Falando numa entrevista televisiva, cujos clipes se tornaram virais nas redes sociais, Asif disse que Washington deveria prender Netanyahu “como fez com o presidente venezuelano, Nicolás Maduro”. Ele sugeriu que a Turquia também poderia capturar o líder israelense, acrescentando que “os paquistaneses estão rezando por isso”.
Aumentando a sua retórica, Assif chamou Netanyahu de “o pior criminoso da humanidade” e afirmou que “nenhuma atrocidade na história se compara à cometida contra os palestinos em Gaza”.
“Nenhuma sociedade fez o que Israel fez à Palestina nos últimos 4.000-5.000 anos, e ele (Netanyahu) é o maior criminoso da humanidade, o maior criminoso que o mundo já viu”, disse ele.
Durante a entrevista, Asif também ampliou as suas observações para incluir aqueles que acusou de permitir tais atividades, começando com a frase: “O que diz a lei sobre aqueles que apoiam tais criminosos…” Nesse momento, o apresentador do programa Hamid Mir interrompeu e pediu uma pausa.
Mir alertou que os comentários de Asif poderiam ser interpretados como uma referência velada ao presidente dos EUA Donald Trump Após o intervalo, o ministro da Defesa indicou que não iria continuar com o programa.
O Paquistão não reconhece Israel e há muito que declara forte apoio à causa palestiniana.
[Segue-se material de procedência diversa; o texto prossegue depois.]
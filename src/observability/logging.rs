//! Structured logging.
//!
//! # Responsibilities
//! - Initialize the tracing subscriber once per process
//! - Honor `RUST_LOG` over the configured level
//!
//! # Design Decisions
//! - Uses tracing crate for structured logging
//! - Logs go to stderr so benchmark reports on stdout stay parseable

use tracing_subscriber::{layer::SubscriberExt, util::SubscriberInitExt, EnvFilter};

use crate::config::ObservabilityConfig;

/// Filter directive for `level`, scoped to this crate.
pub fn default_directive(level: &str) -> String {
    format!("mux_bench={}", level)
}

/// Install the global subscriber.
///
/// Returns an error if a subscriber is already installed.
pub fn init_logging(
    config: &ObservabilityConfig,
) -> Result<(), tracing_subscriber::util::TryInitError> {
    let filter = EnvFilter::try_from_default_env()
        .unwrap_or_else(|_| default_directive(&config.log_level).into());

    tracing_subscriber::registry()
        .with(filter)
        .with(tracing_subscriber::fmt::layer().with_writer(std::io::stderr))
        .try_init()
}

#[cfg(test)]
mod tests {
    use super::*;

    #[test]
    fn test_default_directive() {
        assert_eq!(default_directive("debug"), "mux_bench=debug");
    }
}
Islamabad também mantém laços estreitos com o Irão, um crítico regional das políticas israelitas.
Durante a discussão, também foi mencionada uma ação legal contra o líder israelita, com Asif apontando para os mandados de prisão do Tribunal Penal Internacional contra Netanyahu em conexão com crimes de guerra em Gaza.